[Records from a data source]
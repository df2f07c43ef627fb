//! # Identifiers and Identity Handles
//!
//! Newtype wrappers for every identifier the engine handles. You cannot pass
//! a `ProjectId` where a `MilestoneId` is expected, and an
//! [`IdentityHandle`] cannot exist unless it decodes to a well-formed
//! Ed25519 public key.
//!
//! ## Identity handle format
//!
//! ```text
//! did:key:z<base58btc(0xed 0x01 || public_key[32])>
//! ```
//!
//! The two-byte type tag is the Ed25519 public-key multicodec; the `z`
//! marks base58btc multibase. Every Ed25519 handle therefore begins with
//! `did:key:z6Mk`.

use serde::{Deserialize, Serialize};
use uuid::Uuid;

use crate::error::{IdentityDefect, PccError, ValidationError};

/// Literal prefix of every identity handle.
pub const DID_KEY_PREFIX: &str = "did:key:z";

/// Ed25519 public-key type tag prepended before base58 encoding.
pub const ED25519_TYPE_TAG: [u8; 2] = [0xed, 0x01];

const PUBLIC_KEY_LEN: usize = 32;

macro_rules! impl_validating_deserialize {
    ($ty:ident) => {
        impl<'de> Deserialize<'de> for $ty {
            fn deserialize<D>(deserializer: D) -> Result<Self, D::Error>
            where
                D: serde::Deserializer<'de>,
            {
                let raw = String::deserialize(deserializer)?;
                Self::new(raw).map_err(serde::de::Error::custom)
            }
        }
    };
}

// ---------------------------------------------------------------------------
// String identifiers supplied by the project registry
// ---------------------------------------------------------------------------

/// Identifier of a project milestone.
#[derive(Debug, Clone, PartialEq, Eq, PartialOrd, Ord, Hash, Serialize)]
pub struct MilestoneId(String);

impl_validating_deserialize!(MilestoneId);

impl MilestoneId {
    /// Create a milestone identifier. Must be non-empty after trimming.
    pub fn new(value: impl Into<String>) -> Result<Self, ValidationError> {
        let s = value.into();
        if s.trim().is_empty() {
            return Err(ValidationError::EmptyIdentifier { kind: "milestone id" });
        }
        Ok(Self(s))
    }

    /// Access the identifier string.
    pub fn as_str(&self) -> &str {
        &self.0
    }
}

impl std::fmt::Display for MilestoneId {
    fn fmt(&self, f: &mut std::fmt::Formatter<'_>) -> std::fmt::Result {
        f.write_str(&self.0)
    }
}

/// Identifier of an infrastructure project.
#[derive(Debug, Clone, PartialEq, Eq, PartialOrd, Ord, Hash, Serialize)]
pub struct ProjectId(String);

impl_validating_deserialize!(ProjectId);

impl ProjectId {
    /// Create a project identifier. Must be non-empty after trimming.
    pub fn new(value: impl Into<String>) -> Result<Self, ValidationError> {
        let s = value.into();
        if s.trim().is_empty() {
            return Err(ValidationError::EmptyIdentifier { kind: "project id" });
        }
        Ok(Self(s))
    }

    /// Access the identifier string.
    pub fn as_str(&self) -> &str {
        &self.0
    }
}

impl std::fmt::Display for ProjectId {
    fn fmt(&self, f: &mut std::fmt::Formatter<'_>) -> std::fmt::Result {
        f.write_str(&self.0)
    }
}

/// Unique identifier of a rotation assignment record.
#[derive(Debug, Clone, Copy, PartialEq, Eq, Hash, Serialize, Deserialize)]
pub struct AssignmentId(pub Uuid);

impl AssignmentId {
    /// Generate a new random assignment identifier.
    pub fn new() -> Self {
        Self(Uuid::new_v4())
    }

    /// Access the inner UUID.
    pub fn as_uuid(&self) -> &Uuid {
        &self.0
    }
}

impl Default for AssignmentId {
    fn default() -> Self {
        Self::new()
    }
}

impl std::fmt::Display for AssignmentId {
    fn fmt(&self, f: &mut std::fmt::Formatter<'_>) -> std::fmt::Result {
        write!(f, "assignment:{}", self.0)
    }
}

// ---------------------------------------------------------------------------
// Identity handles
// ---------------------------------------------------------------------------

/// A key-bound actor identifier (`did:key`, Ed25519).
///
/// Construction validates the full structure and keeps the decoded key, so
/// a value of this type always resolves. Serializes as the plain handle
/// string; deserialization re-validates.
#[derive(Debug, Clone, PartialEq, Eq, PartialOrd, Ord, Hash)]
pub struct IdentityHandle {
    handle: String,
    public_key: [u8; PUBLIC_KEY_LEN],
}

/// The result of resolving an identity handle.
#[derive(Debug, Clone, PartialEq, Eq)]
pub struct ResolvedIdentity {
    /// The raw Ed25519 public key.
    pub public_key: [u8; PUBLIC_KEY_LEN],
    /// DID URL naming the key: `<handle>#<multibase key>`.
    pub verification_method_id: String,
}

impl IdentityHandle {
    /// Derive the handle for a raw public key.
    ///
    /// Deterministic: the same key always yields the same handle.
    ///
    /// # Errors
    ///
    /// Returns [`PccError::MalformedIdentity`] if `public_key` is not
    /// 32 bytes.
    pub fn from_public_key(public_key: &[u8]) -> Result<Self, PccError> {
        let key: [u8; PUBLIC_KEY_LEN] = public_key.try_into().map_err(|_| {
            PccError::malformed_identity(
                "<unencoded public key>",
                IdentityDefect::WrongKeyLength(public_key.len()),
            )
        })?;
        Ok(Self::from_key_array(key))
    }

    /// Derive the handle for a fixed-size public key. Infallible.
    pub fn from_key_array(key: [u8; PUBLIC_KEY_LEN]) -> Self {
        let mut tagged = Vec::with_capacity(ED25519_TYPE_TAG.len() + PUBLIC_KEY_LEN);
        tagged.extend_from_slice(&ED25519_TYPE_TAG);
        tagged.extend_from_slice(&key);
        Self {
            handle: format!("{DID_KEY_PREFIX}{}", bs58::encode(&tagged).into_string()),
            public_key: key,
        }
    }

    /// Parse and validate a handle string.
    ///
    /// # Errors
    ///
    /// Returns [`PccError::MalformedIdentity`] for a wrong prefix, a
    /// non-base58 payload, a wrong type tag, or a key that is not 32 bytes.
    pub fn new(value: impl Into<String>) -> Result<Self, PccError> {
        let handle = value.into();
        let public_key = decode_handle(&handle)?;
        Ok(Self { handle, public_key })
    }

    /// Access the handle string.
    pub fn as_str(&self) -> &str {
        &self.handle
    }

    /// The Ed25519 public key bound to this handle.
    pub fn public_key_bytes(&self) -> &[u8; PUBLIC_KEY_LEN] {
        &self.public_key
    }

    /// The verification method id naming this handle's key.
    pub fn verification_method_id(&self) -> String {
        let multibase = &self.handle["did:key:".len()..];
        format!("{}#{multibase}", self.handle)
    }

    /// Resolve into the public key and verification method id.
    pub fn resolve(&self) -> ResolvedIdentity {
        ResolvedIdentity {
            public_key: self.public_key,
            verification_method_id: self.verification_method_id(),
        }
    }
}

/// Resolve a handle string into its public key and verification method id.
///
/// This is the single point of identity validation: every verification path
/// obtains keys through it (or through [`IdentityHandle::new`], which shares
/// the same decoder).
pub fn resolve_identity_handle(handle: &str) -> Result<ResolvedIdentity, PccError> {
    Ok(IdentityHandle::new(handle)?.resolve())
}

fn decode_handle(handle: &str) -> Result<[u8; PUBLIC_KEY_LEN], PccError> {
    let payload = handle
        .strip_prefix(DID_KEY_PREFIX)
        .ok_or_else(|| PccError::malformed_identity(handle, IdentityDefect::WrongPrefix))?;

    let decoded = bs58::decode(payload).into_vec().map_err(|e| {
        PccError::malformed_identity(handle, IdentityDefect::InvalidEncoding(e.to_string()))
    })?;

    if decoded.len() < ED25519_TYPE_TAG.len() || decoded[..2] != ED25519_TYPE_TAG {
        let found: String = decoded.iter().take(2).map(|b| format!("{b:02x}")).collect();
        return Err(PccError::malformed_identity(
            handle,
            IdentityDefect::WrongTypeTag(format!("0x{found}")),
        ));
    }

    let key = &decoded[ED25519_TYPE_TAG.len()..];
    key.try_into()
        .map_err(|_| PccError::malformed_identity(handle, IdentityDefect::WrongKeyLength(key.len())))
}

impl Serialize for IdentityHandle {
    fn serialize<S: serde::Serializer>(&self, serializer: S) -> Result<S::Ok, S::Error> {
        serializer.serialize_str(&self.handle)
    }
}

impl_validating_deserialize!(IdentityHandle);

impl std::fmt::Display for IdentityHandle {
    fn fmt(&self, f: &mut std::fmt::Formatter<'_>) -> std::fmt::Result {
        f.write_str(&self.handle)
    }
}

impl std::str::FromStr for IdentityHandle {
    type Err = PccError;

    fn from_str(s: &str) -> Result<Self, Self::Err> {
        Self::new(s)
    }
}
//! # Credential Revocation Registry
//!
//! Credentials are immutable once issued, so revocation is recorded outside
//! them: an explicit set keyed by the SHA-256 hex of the credential body.
//! Entries are never removed.

use std::collections::BTreeMap;

use serde::{Deserialize, Serialize};

use pcc_core::{PccError, StateTransitionError, Timestamp};

use crate::credential::VerifiableCredential;

/// A single revocation.
#[derive(Debug, Clone, PartialEq, Eq, Serialize, Deserialize)]
#[serde(rename_all = "camelCase")]
pub struct RevocationEntry {
    /// Body digest of the revoked credential.
    pub credential_digest: String,
    pub revoked_at: Timestamp,
    pub reason: String,
}

/// The revoked-set consulted by credential verification.
#[derive(Debug, Clone, Default, PartialEq, Eq, Serialize, Deserialize)]
#[serde(transparent)]
pub struct RevocationRegistry {
    entries: BTreeMap<String, RevocationEntry>,
}

impl RevocationRegistry {
    pub fn new() -> Self {
        Self::default()
    }

    /// Revoke a credential.
    ///
    /// # Errors
    ///
    /// - [`StateTransitionError::MissingReason`] for an empty reason.
    /// - [`StateTransitionError::InvalidTransition`] if already revoked.
    pub fn revoke(
        &mut self,
        credential: &VerifiableCredential,
        reason: &str,
        at: Timestamp,
    ) -> Result<&RevocationEntry, PccError> {
        let digest = credential.body_digest()?;
        self.revoke_digest(digest, reason, at)
    }

    /// Revoke by body digest, for callers that only hold the digest.
    pub fn revoke_digest(
        &mut self,
        digest: String,
        reason: &str,
        at: Timestamp,
    ) -> Result<&RevocationEntry, PccError> {
        if reason.trim().is_empty() {
            return Err(StateTransitionError::MissingReason {
                action: "credential revocation",
            }
            .into());
        }
        if self.entries.contains_key(&digest) {
            return Err(StateTransitionError::InvalidTransition {
                from: "revoked".to_string(),
                to: "revoked".to_string(),
                reason: format!("credential {digest} is already revoked"),
            }
            .into());
        }
        tracing::info!(credential_digest = %digest, %reason, "credential revoked");
        let entry = RevocationEntry {
            credential_digest: digest.clone(),
            revoked_at: at,
            reason: reason.to_string(),
        };
        Ok(self.entries.entry(digest).or_insert(entry))
    }

    /// The revocation entry for a body digest, if any.
    pub fn lookup_digest(&self, digest: &str) -> Option<&RevocationEntry> {
        self.entries.get(digest)
    }

    /// Whether `credential` has been revoked. A credential whose body cannot
    /// be digested is reported as not revoked; verification flags it
    /// separately.
    pub fn is_revoked(&self, credential: &VerifiableCredential) -> bool {
        credential
            .body_digest()
            .map(|d| self.entries.contains_key(&d))
            .unwrap_or(false)
    }

    pub fn len(&self) -> usize {
        self.entries.len()
    }

    pub fn is_empty(&self) -> bool {
        self.entries.is_empty()
    }

    /// Entries ordered by digest.
    pub fn entries(&self) -> impl Iterator<Item = &RevocationEntry> {
        self.entries.values()
    }
}
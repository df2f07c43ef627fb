//! # Credential issuance and verification
//!
//! ## Signing
//!
//! The credential body is the credential with `proof` removed, canonicalized
//! with [`CanonicalBytes::from_value()`]. The issuer signs the UTF-8 bytes of
//! the body's SHA-256 hex digest and attaches a [`Proof`] naming the
//! verification method derived from the issuer handle.
//!
//! ## Verification
//!
//! [`verify_credential()`] never returns an error. It checks the envelope,
//! expiration, issuer resolution, verification method binding, signature,
//! and revocation status, and reports every issue it finds in a
//! [`VerificationReport`].

use serde::{Deserialize, Serialize};
use thiserror::Error;

use pcc_core::{
    resolve_identity_handle, sha256_hex, CanonicalBytes, ErrorCode, IdentityHandle, PccError,
    Timestamp, ValidationError,
};
use pcc_crypto::{verify_hex, KeyPair};

use crate::proof::{Proof, ProofPurpose};
use crate::registry::RevocationRegistry;
use crate::subject::CredentialSubject;

/// The W3C credentials JSON-LD context.
pub const CREDENTIALS_CONTEXT_V1: &str = "https://www.w3.org/2018/credentials/v1";

/// The base type every credential carries.
pub const VERIFIABLE_CREDENTIAL_TYPE: &str = "VerifiableCredential";

/// A signed credential about an actor.
///
/// `issuer` is kept as the raw handle string so that a credential with an
/// unresolvable issuer can still be loaded and reported on.
#[derive(Debug, Clone, PartialEq, Eq, Serialize, Deserialize)]
#[serde(rename_all = "camelCase", deny_unknown_fields)]
pub struct VerifiableCredential {
    #[serde(rename = "@context")]
    pub context: Vec<String>,

    #[serde(rename = "type")]
    pub credential_type: Vec<String>,

    /// Identity handle of the issuer.
    pub issuer: String,

    pub issuance_date: Timestamp,

    #[serde(default, skip_serializing_if = "Option::is_none")]
    pub expiration_date: Option<Timestamp>,

    pub credential_subject: CredentialSubject,

    #[serde(default, skip_serializing_if = "Option::is_none")]
    pub proof: Option<Proof>,
}

impl VerifiableCredential {
    /// Canonical bytes of the credential body (everything but `proof`).
    pub fn signing_input(&self) -> Result<CanonicalBytes, PccError> {
        let mut value = serde_json::to_value(self)?;
        if let Some(obj) = value.as_object_mut() {
            obj.remove("proof");
        }
        Ok(CanonicalBytes::from_value(value)?)
    }

    /// SHA-256 hex of the credential body. This is the signed message and
    /// the key under which revocations are recorded.
    pub fn body_digest(&self) -> Result<String, PccError> {
        Ok(sha256_hex(&self.signing_input()?))
    }

    /// The credential's specific type name, if present.
    pub fn specific_type(&self) -> Option<&str> {
        self.credential_type
            .iter()
            .map(String::as_str)
            .find(|t| *t != VERIFIABLE_CREDENTIAL_TYPE)
    }
}

/// Optional inputs to [`issue_credential()`].
#[derive(Debug, Clone, Copy, Default)]
pub struct IssueOptions {
    /// Issuance instant. Defaults to now.
    pub issued_at: Option<Timestamp>,
    /// Expiration instant. Must be after the issuance instant.
    pub expiration_date: Option<Timestamp>,
}

/// Issue a signed credential.
///
/// The credential type is `["VerifiableCredential", <subject kind>]`.
/// Issuance is deterministic given identical inputs and `issued_at`.
///
/// # Errors
///
/// - [`ValidationError::SignerKeyMismatch`] if `issuer` is not the handle of
///   `issuer_key`.
/// - [`ValidationError::InvalidTimestamp`] if the expiration is not after
///   issuance.
pub fn issue_credential(
    subject: CredentialSubject,
    issuer: &IdentityHandle,
    issuer_key: &KeyPair,
    options: IssueOptions,
) -> Result<VerifiableCredential, PccError> {
    if issuer.public_key_bytes() != issuer_key.public_key().as_bytes() {
        return Err(ValidationError::SignerKeyMismatch {
            signer: issuer.to_string(),
        }
        .into());
    }

    let issued_at = options.issued_at.unwrap_or_else(Timestamp::now);
    if let Some(expiration) = options.expiration_date {
        if expiration <= issued_at {
            return Err(ValidationError::InvalidTimestamp {
                value: expiration.to_string(),
                reason: format!("expiration must be after issuance ({issued_at})"),
            }
            .into());
        }
    }

    let kind = subject.kind();
    let mut credential = VerifiableCredential {
        context: vec![CREDENTIALS_CONTEXT_V1.to_string()],
        credential_type: vec![
            VERIFIABLE_CREDENTIAL_TYPE.to_string(),
            kind.type_name().to_string(),
        ],
        issuer: issuer.to_string(),
        issuance_date: issued_at,
        expiration_date: options.expiration_date,
        credential_subject: subject,
        proof: None,
    };

    let digest = credential.body_digest()?;
    let signature = issuer_key.sign(digest.as_bytes());
    credential.proof = Some(Proof::new_ed25519(
        issuer.verification_method_id(),
        signature.to_hex(),
        issued_at,
    ));

    tracing::debug!(
        credential_type = kind.type_name(),
        subject = %credential.credential_subject.subject_id(),
        "credential issued"
    );
    Ok(credential)
}

/// Inputs to [`verify_credential()`].
#[derive(Debug, Clone, Copy)]
pub struct VerifyOptions<'a> {
    /// The instant expiration is judged against.
    pub current_time: Timestamp,
    /// Whether to report expired credentials.
    pub check_expiration: bool,
    /// Revocations to consult. `None` skips the revocation check.
    pub revocations: Option<&'a RevocationRegistry>,
}

impl<'a> VerifyOptions<'a> {
    /// Check expiration at `current_time`, without a revocation registry.
    pub fn at(current_time: Timestamp) -> Self {
        Self {
            current_time,
            check_expiration: true,
            revocations: None,
        }
    }

    /// Also consult `registry`.
    pub fn with_revocations<'b>(self, registry: &'b RevocationRegistry) -> VerifyOptions<'b> {
        VerifyOptions {
            current_time: self.current_time,
            check_expiration: self.check_expiration,
            revocations: Some(registry),
        }
    }
}

/// One problem found while verifying a credential.
#[derive(Error, Debug, Clone, PartialEq, Eq, Serialize)]
#[serde(tag = "issue", rename_all = "snake_case")]
pub enum CredentialIssue {
    #[error("malformed envelope: {detail}")]
    MalformedEnvelope { detail: String },

    #[error("credential expired at {expired_at}")]
    Expired { expired_at: Timestamp },

    #[error("issuer {issuer} cannot be resolved: {reason}")]
    UnresolvableIssuer { issuer: String, reason: String },

    #[error("credential carries no proof")]
    MissingProof,

    #[error("proof purpose is {found}, expected assertionMethod")]
    WrongProofPurpose { found: String },

    #[error("proof names verification method {found}, expected {expected}")]
    VerificationMethodMismatch { expected: String, found: String },

    #[error("proof signature does not verify against the issuer key")]
    BadSignature,

    #[error("credential revoked at {revoked_at}: {reason}")]
    Revoked { revoked_at: Timestamp, reason: String },

    #[error("credential body cannot be canonicalized: {detail}")]
    Canonicalization { detail: String },
}

impl CredentialIssue {
    /// The error code this issue corresponds to.
    pub fn code(&self) -> ErrorCode {
        match self {
            Self::MalformedEnvelope { .. } => ErrorCode::Validation,
            Self::Expired { .. } => ErrorCode::ExpiredCredential,
            Self::UnresolvableIssuer { .. } => ErrorCode::MalformedIdentity,
            Self::MissingProof
            | Self::WrongProofPurpose { .. }
            | Self::VerificationMethodMismatch { .. }
            | Self::BadSignature => ErrorCode::InvalidSignature,
            Self::Revoked { .. } => ErrorCode::RevokedCredential,
            Self::Canonicalization { .. } => ErrorCode::Canonicalization,
        }
    }

    /// Convert into the matching [`PccError`].
    pub fn into_error(self) -> PccError {
        match self {
            Self::Expired { expired_at } => PccError::ExpiredCredential {
                expired_at: expired_at.to_string(),
            },
            Self::Revoked { reason, .. } => PccError::RevokedCredential(reason),
            Self::UnresolvableIssuer { issuer, reason } => {
                match resolve_identity_handle(&issuer) {
                    Err(e) => e,
                    Ok(_) => PccError::InvalidSignature(reason),
                }
            }
            Self::MalformedEnvelope { detail } => {
                PccError::Validation(ValidationError::MalformedCredential(detail))
            }
            other => PccError::InvalidSignature(other.to_string()),
        }
    }
}

/// Outcome of [`verify_credential()`].
#[derive(Debug, Clone, PartialEq, Eq, Serialize)]
pub struct VerificationReport {
    pub valid: bool,
    pub errors: Vec<CredentialIssue>,
}

impl VerificationReport {
    /// `Ok(())` when valid, otherwise the first issue as an error.
    pub fn into_result(self) -> Result<(), PccError> {
        match self.errors.into_iter().next() {
            None => Ok(()),
            Some(issue) => Err(issue.into_error()),
        }
    }
}

/// Verify a credential. Never errors; every applicable issue is reported.
pub fn verify_credential(
    credential: &VerifiableCredential,
    options: VerifyOptions<'_>,
) -> VerificationReport {
    let mut errors = Vec::new();

    if !credential.context.iter().any(|c| c == CREDENTIALS_CONTEXT_V1) {
        errors.push(CredentialIssue::MalformedEnvelope {
            detail: format!("@context must include {CREDENTIALS_CONTEXT_V1}"),
        });
    }
    let expected_type = credential.credential_subject.kind().type_name();
    if !credential
        .credential_type
        .iter()
        .any(|t| t == VERIFIABLE_CREDENTIAL_TYPE)
        || credential.specific_type() != Some(expected_type)
    {
        errors.push(CredentialIssue::MalformedEnvelope {
            detail: format!("type must be [{VERIFIABLE_CREDENTIAL_TYPE}, {expected_type}]"),
        });
    }

    if options.check_expiration {
        if let Some(expired_at) = credential.expiration_date {
            if options.current_time > expired_at {
                errors.push(CredentialIssue::Expired { expired_at });
            }
        }
    }

    let issuer = match IdentityHandle::new(credential.issuer.as_str()) {
        Ok(handle) => Some(handle),
        Err(e) => {
            errors.push(CredentialIssue::UnresolvableIssuer {
                issuer: credential.issuer.clone(),
                reason: e.to_string(),
            });
            None
        }
    };

    let digest = match credential.body_digest() {
        Ok(d) => Some(d),
        Err(e) => {
            errors.push(CredentialIssue::Canonicalization {
                detail: e.to_string(),
            });
            None
        }
    };

    match &credential.proof {
        None => errors.push(CredentialIssue::MissingProof),
        Some(proof) => {
            if proof.proof_purpose != ProofPurpose::AssertionMethod {
                errors.push(CredentialIssue::WrongProofPurpose {
                    found: proof.proof_purpose.to_string(),
                });
            }
            if let Some(issuer) = &issuer {
                let expected = issuer.verification_method_id();
                if proof.verification_method != expected {
                    errors.push(CredentialIssue::VerificationMethodMismatch {
                        expected,
                        found: proof.verification_method.clone(),
                    });
                } else if let Some(digest) = &digest {
                    if !verify_hex(
                        digest.as_bytes(),
                        &proof.proof_value,
                        issuer.public_key_bytes(),
                    ) {
                        errors.push(CredentialIssue::BadSignature);
                    }
                }
            }
        }
    }

    if let (Some(registry), Some(digest)) = (options.revocations, &digest) {
        if let Some(entry) = registry.lookup_digest(digest) {
            errors.push(CredentialIssue::Revoked {
                revoked_at: entry.revoked_at,
                reason: entry.reason.clone(),
            });
        }
    }

    if errors
        .iter()
        .any(|e| e.code() == ErrorCode::InvalidSignature)
    {
        tracing::warn!(issuer = %credential.issuer, "credential failed signature checks");
    }

    VerificationReport {
        valid: errors.is_empty(),
        errors,
    }
}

* [WORK INSTRUCTIONS]: Every line in the records that holds the word "RevocationRegistry" should be copied into the answer.

* [ANSWER SECTION]:
pub struct RevocationRegistry {
impl RevocationRegistry {
use crate::registry::RevocationRegistry;
    pub revocations: Option<&'a RevocationRegistry>,
    pub fn with_revocations<'b>(self, registry: &'b RevocationRegistry) -> VerifyOptions<'b> {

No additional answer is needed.